Print publications and magazine readership probably won’t survive in a post-covid world. The way that magazine publishers calculate their value to advertisers is completely different today than it was last year. Publishers depended on many people reading, handling, touching one copy of a magazine before 2020, but now it’s a completely different story. It makes print copies of publications not even worth the dead trees they’re printed on.

When print publishers calculate how many eyeballs are reading their magazines and newspapers they have traditionally been justified in raising the number of readers far above the number of printed copies. The number of printed copies of a magazine is referred to as the circulation. The size of the audience, the readers, is always calculated by multiplying the circulation by some factor, typically between 2 and 10.

Some magazines publishers expect their print publications to be read by many people. for example a local “style and culture” magazine sitting in the waiting room at a doctor’s office might have many people read it. Alternately, a magazine that would only make sense in someone’s home, like a TV guide, might only be read, on average, by two people per copy.

But what happens now to print readership post-Covid?

What happens in the post-Covid world where the idea of handling a magazine, say for instance in a doctor’s office isn’t as popular as it once was?

I know I’m not going to be picking up magazines other people, especially people waiting in a doctor’s office, had potentially touched moment’s before. 

What is happening now, in a post-Covid world, is dismal for print publishers who depended on readership far above their circulation. Whereas a glossy, high-quality, expensive to print magazine might have been handled by up to 20 people per copy previously, now it’s realistic to expect that number to drop tenfold. Publishers of those same magazines might be lucky if their readership is equal to their circulation now. People simply don’t want to touch magazines other people have handled before.

Think of someone reading a magazine and wetting their fingers to flip the pages. It’s positively terrifying in the middle of a pandemic, to pick up a magazine that’s been sitting in a doctor’s waiting room. Nobody’s going to do it. If the doctors of the practice are worth their salt they won’t have any magazines in their waiting rooms at all any more.

Same goes for newspapers. They used to calculate their readership above their circulation. Not any more.

So are today’s print publishers being honest with their advertisers, dropping prices, explaining how the value of advertising with them is probably a tenth of what it was before? How can they? How can print publishers be honest with their readers moving forward? Will they be able to survive being honest?

There’s always been a culture of “dishonesty” that’s plagued unscrupulous publishers. They haven’t been shy about exaggerating before, and today’s post-Covid world isn’t going to help them be more honest.
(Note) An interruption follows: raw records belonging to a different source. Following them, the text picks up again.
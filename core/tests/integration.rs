//! End-to-end tests against the live mock server.
//!
//! # Design
//! Starts the mock server on a random port, then drives `LibraryApi` over
//! real HTTP through `ReqwestExecutor`. Validates that request building,
//! envelope unwrapping, case conversion, adaptation and the credential
//! refresh cycle work together against an actual server.

use std::sync::atomic::{AtomicUsize, Ordering};
use std::sync::Arc;

use async_trait::async_trait;
use library_sync::{
    Anonymous, ApiClient, CacheKey, ClientConfig, Credential, CredentialUnavailable,
    DigitalPlatform, IdentityProvider, LibraryApi, NewDigitalLocation, NewPhysicalLocation,
    NewSublocation, NoopTelemetry, PhysicalLocationType, PhysicalLocationUpdate, StaticToken,
    SublocationType, SyncError,
};
use library_sync::{BillingCycle, CountSource, DigitalLocationUpdate, PaymentMethod};
use mock_server::AppState;

const TOKEN: &str = "valid-token";

async fn start_server(state: AppState) -> String {
    let listener = tokio::net::TcpListener::bind("127.0.0.1:0").await.unwrap();
    let addr = listener.local_addr().unwrap();
    tokio::spawn(mock_server::run(listener, state));
    format!("http://{addr}")
}

fn api(base_url: &str, identity: Arc<dyn IdentityProvider>) -> LibraryApi {
    let client = ApiClient::with_reqwest(
        ClientConfig::new(base_url),
        identity,
        Arc::new(NoopTelemetry),
    )
    .unwrap();
    LibraryApi::new(client)
}

/// Hands out `stale` until asked to refresh, then `fresh`.
struct RotatingIdentity {
    stale: &'static str,
    fresh: &'static str,
    refreshes: AtomicUsize,
}

impl RotatingIdentity {
    fn new(stale: &'static str, fresh: &'static str) -> Self {
        Self {
            stale,
            fresh,
            refreshes: AtomicUsize::new(0),
        }
    }
}

#[async_trait]
impl IdentityProvider for RotatingIdentity {
    async fn get_credential(&self) -> Result<Credential, CredentialUnavailable> {
        Ok(Credential::new(self.stale))
    }

    async fn refresh_credential(&self) -> Result<Credential, CredentialUnavailable> {
        self.refreshes.fetch_add(1, Ordering::SeqCst);
        Ok(Credential::new(self.fresh))
    }
}

#[tokio::test]
async fn physical_lifecycle() {
    let base = start_server(AppState::new(TOKEN)).await;
    let api = api(&base, Arc::new(StaticToken::new(TOKEN)));

    // Step 1: empty backend.
    let batch = api.physical_locations_bff().await.unwrap();
    assert!(batch.locations.is_empty());
    assert!(batch.sublocations.is_empty());

    // Step 2: create a location with coordinates.
    let created = api
        .create_physical_location(&NewPhysicalLocation {
            name: "Home".to_string(),
            location_type: PhysicalLocationType::House,
            map_coordinates: Some("40.7, -74.0".to_string()),
            bg_color: None,
        })
        .await
        .unwrap();
    let home = created.value;
    assert_eq!(home.name, "Home");
    assert_eq!(home.location_type, PhysicalLocationType::House);
    assert!(home.coordinates.as_ref().unwrap().link.is_some());
    assert!(created.invalidates.contains(&CacheKey::PhysicalLocations));
    assert!(created.invalidates.contains(&CacheKey::Library));

    // Step 3: add a sublocation under it.
    let shelf = api
        .create_sublocation(&NewSublocation {
            name: "Living room shelf".to_string(),
            location_type: SublocationType::Shelf,
            parent_location_id: home.id.clone(),
            description: Some("left of the TV".to_string()),
            bg_color: None,
        })
        .await
        .unwrap();
    assert_eq!(shelf.value.parent_location_id.as_deref(), Some(home.id.as_str()));
    assert!(shelf
        .invalidates
        .contains(&CacheKey::PhysicalLocation(home.id.clone())));

    // Step 4: the aggregate links both ways.
    let batch = api.physical_locations_bff().await.unwrap();
    assert_eq!(batch.locations.len(), 1);
    assert_eq!(batch.sublocations.len(), 1);
    let sub = &batch.sublocations[0];
    assert_eq!(sub.parent_name, "Home");
    assert_eq!(sub.notes.as_deref(), Some("left of the TV"));
    assert_eq!(batch.locations[0].sublocations[0].id, sub.id);

    // Step 5: update keeps unset fields.
    let updated = api
        .update_physical_location(
            &home.id,
            &PhysicalLocationUpdate {
                name: Some("Cabin".to_string()),
                ..PhysicalLocationUpdate::default()
            },
        )
        .await
        .unwrap();
    assert_eq!(updated.value.name, "Cabin");
    assert_eq!(updated.value.location_type, PhysicalLocationType::House);
    assert_eq!(updated.value.sublocations.len(), 1);

    // Step 6: delete the sublocation, then the location.
    let removed = api.delete_sublocation(&sub.id, &home.id).await.unwrap();
    assert_eq!(removed.value.id, sub.id);
    let removed = api.delete_physical_location(&home.id).await.unwrap();
    assert_eq!(removed.value.id, home.id);

    // Step 7: it is gone.
    let missing = api.physical_location(&home.id).await.unwrap_err();
    assert!(matches!(missing, SyncError::NotFound));
}

#[tokio::test]
async fn digital_lifecycle_and_snapshot() {
    let base = start_server(AppState::new(TOKEN)).await;
    let api = api(&base, Arc::new(StaticToken::new(TOKEN)));

    let created = api
        .create_digital_location(&NewDigitalLocation {
            name: "Steam".to_string(),
            platform: DigitalPlatform::Steam,
            is_subscription: false,
            is_active: true,
            monthly_cost: None,
            billing_cycle: BillingCycle::Monthly,
            next_payment_date: None,
            payment_method: PaymentMethod::Generic,
        })
        .await
        .unwrap();
    let steam = created.value;
    assert_eq!(steam.platform, DigitalPlatform::Steam);
    assert!(steam.is_active);
    assert!(created.invalidates.contains(&CacheKey::DigitalLocations));

    let paused = api
        .update_digital_location(
            &steam.id,
            &DigitalLocationUpdate {
                is_active: Some(false),
                ..DigitalLocationUpdate::default()
            },
        )
        .await
        .unwrap();
    assert!(!paused.value.is_active);
    assert_eq!(paused.value.billing.cycle, BillingCycle::Monthly);

    let listed = api.digital_locations().await.unwrap();
    assert_eq!(listed.len(), 1);
    assert_eq!(api.digital_location(&steam.id).await.unwrap().id, steam.id);

    let snapshot = api.library_snapshot().await.unwrap();
    assert_eq!(snapshot.digital.len(), 1);
    assert_eq!(snapshot.metadata.source, CountSource::Recomputed);
    assert_eq!(snapshot.metadata.locations.digital, 1);
    assert_eq!(snapshot.metadata.locations.total, 1);

    api.delete_digital_location(&steam.id).await.unwrap();
    assert!(api.digital_locations().await.unwrap().is_empty());
}

#[tokio::test]
async fn stale_credential_is_refreshed_once() {
    let state = AppState::new(TOKEN);
    let base = start_server(state.clone()).await;
    let identity = Arc::new(RotatingIdentity::new("expired-token", TOKEN));
    let api = api(&base, identity.clone());

    let locations = api.digital_locations().await.unwrap();

    assert!(locations.is_empty());
    assert_eq!(identity.refreshes.load(Ordering::SeqCst), 1);
    assert_eq!(state.request_count(), 2);
}

#[tokio::test]
async fn rejected_refresh_surfaces_authentication_expired() {
    let state = AppState::new(TOKEN);
    let base = start_server(state.clone()).await;
    let identity = Arc::new(RotatingIdentity::new("expired-token", "also-wrong"));
    let api = api(&base, identity.clone());

    let error = api.digital_locations().await.unwrap_err();

    assert!(matches!(error, SyncError::AuthenticationExpired));
    assert!(error.requires_login());
    assert_eq!(identity.refreshes.load(Ordering::SeqCst), 1);
    assert_eq!(state.request_count(), 2);
}

#[tokio::test]
async fn anonymous_caller_cannot_refresh() {
    let state = AppState::new(TOKEN);
    let base = start_server(state.clone()).await;
    let api = api(&base, Arc::new(Anonymous));

    let error = api.library_snapshot().await.unwrap_err();

    assert!(matches!(error, SyncError::CredentialUnavailable { .. }));
    assert_eq!(state.request_count(), 1);
}

#[tokio::test]
async fn server_rotation_mid_session() {
    let state = AppState::new(TOKEN);
    let base = start_server(state.clone()).await;
    let api = api(&base, Arc::new(StaticToken::new(TOKEN)));

    api.digital_locations().await.unwrap();
    state.rotate_token("rotated").await;

    let error = api.digital_locations().await.unwrap_err();
    assert!(matches!(error, SyncError::AuthenticationExpired));
}

#[tokio::test]
async fn orphan_sublocation_request_reports_status() {
    let base = start_server(AppState::new(TOKEN)).await;
    let api = api(&base, Arc::new(StaticToken::new(TOKEN)));

    let error = api
        .create_sublocation(&NewSublocation {
            name: "Box".to_string(),
            location_type: SublocationType::Box,
            parent_location_id: "ghost".to_string(),
            description: None,
            bg_color: None,
        })
        .await
        .unwrap_err();

    match error {
        SyncError::Status { status, message } => {
            assert_eq!(status, 422);
            assert_eq!(message, "parent location not found");
        }
        other => panic!("unexpected error: {other:?}"),
    }
}

#[tokio::test]
async fn unreachable_backend() {
    let listener = std::net::TcpListener::bind("127.0.0.1:0").unwrap();
    let addr = listener.local_addr().unwrap();
    drop(listener);
    let api = api(&format!("http://{addr}"), Arc::new(StaticToken::new(TOKEN)));

    let error = api.digital_locations().await.unwrap_err();

    assert!(matches!(error, SyncError::NetworkUnreachable { .. }));
    assert!(error.is_retryable());
}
Back when I created Mi360, a tool to measure the effectiveness of online and offline publications, I did it because we had to compare apples to oranges. Was an online ad buy as effective as an insertion of an ad into a print publication? That was the question I was answering for my clients needing to advertise. I wasn’t going to spend millions of their dollars not knowing. Does an online publication have the readership, and therefore the effectiveness, that the publisher claimed it did? It was an eye-opening tool. It revealed to me that the honesty of publishers was a rare and precious commodity. The overall trend among all publishers, was to participate in the industry-wide practice of exaggerating. They had to exaggerate or the story they had to tell their advertisers would look bleak compared to their competition, and they wouldn’t get the advertiser. It made me have sympathy, pity for them compared to online publishers. I saw the industry slowly fading away from the dominance they once enjoyed. I cannot see how Covid isn’t the final nail in the coffin for print.
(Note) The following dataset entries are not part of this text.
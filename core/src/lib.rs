//! Client-side data synchronization layer for the media library backend.
//!
//! # Overview
//! Sits between the UI's query cache and the HTTP backend. Requests go out
//! with `snake_case` bodies and a bearer credential; responses come back in
//! a `{ success, data, error }` envelope which is validated, unwrapped and
//! converted to `camelCase` before the domain adapters normalize it into
//! cross-referenced entities.
//!
//! # Design
//! - `case`, `envelope` and `adapters` are pure and synchronous; only the
//!   transport awaits (credential lookup, the network call, the refresh).
//! - `ApiClient` is constructed explicitly from a `ClientConfig` and its
//!   collaborators (executor, identity provider, telemetry sink); there is
//!   no global instance.
//! - A `401` triggers exactly one credential refresh and resend per logical
//!   request. `SingleFlightIdentity` optionally collapses concurrent
//!   refreshes across requests.
//! - `LibraryApi` exposes the fetchers and mutators the query cache calls.

pub mod adapters;
pub mod api;
pub mod case;
pub mod client;
pub mod config;
pub mod dto;
pub mod envelope;
pub mod error;
pub mod executor;
pub mod http;
pub mod identity;
pub mod telemetry;
pub mod types;

pub use adapters::{AdapterNotice, Adapted};
pub use api::{
    CacheKey, DeleteConfirmation, DigitalLocationUpdate, EntityRef, LibraryApi, Mutation,
    NewDigitalLocation, NewPhysicalLocation, NewSublocation, PhysicalLocationUpdate,
};
pub use client::{ApiClient, ApiRequest, RequestBody};
pub use config::ClientConfig;
pub use error::SyncError;
pub use executor::ReqwestExecutor;
pub use http::{HttpExecutor, HttpMethod, HttpRequest, HttpResponse, TransportFailure};
pub use identity::{
    Anonymous, Credential, CredentialUnavailable, IdentityProvider, SingleFlightIdentity,
    StaticToken,
};
pub use telemetry::{NoopTelemetry, RequestEvent, TelemetrySink, TracingTelemetry};
pub use types::{
    AggregateMetadata, Billing, BillingCycle, CountSource, DigitalLocation, DigitalPlatform,
    GameItem, IconColor, ItemCounts, ItemOwner, LibrarySnapshot, LocationCounts, MapCoordinates,
    PaymentMethod, PhysicalBatch, PhysicalLocation, PhysicalLocationType, PhysicalMedia,
    Sublocation, SublocationType,
};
There’s only one thing I can say to publishers who are still relying on dead trees to create value for their customers, the advertisers: up your online game. It’s the only game moving forward. If you’re a publisher who needs help transforming your publication to an online success, contact Massive Impressions. My company has been helping publishers get their online game right, and doing it for pennies on the dollar compared to depending on dead trees.

IMPORTANT ADVICE to yesterday’s readers of magazines: don’t touch those things. You’ll get coronavirus. Protect your neighbors. It’s not about your right to read, lick your fingers and flip through pretty pages. It’s about your responsibility to your community. Never touch a print magazine or newspaper you see lying around again. Buy it if you want to read it.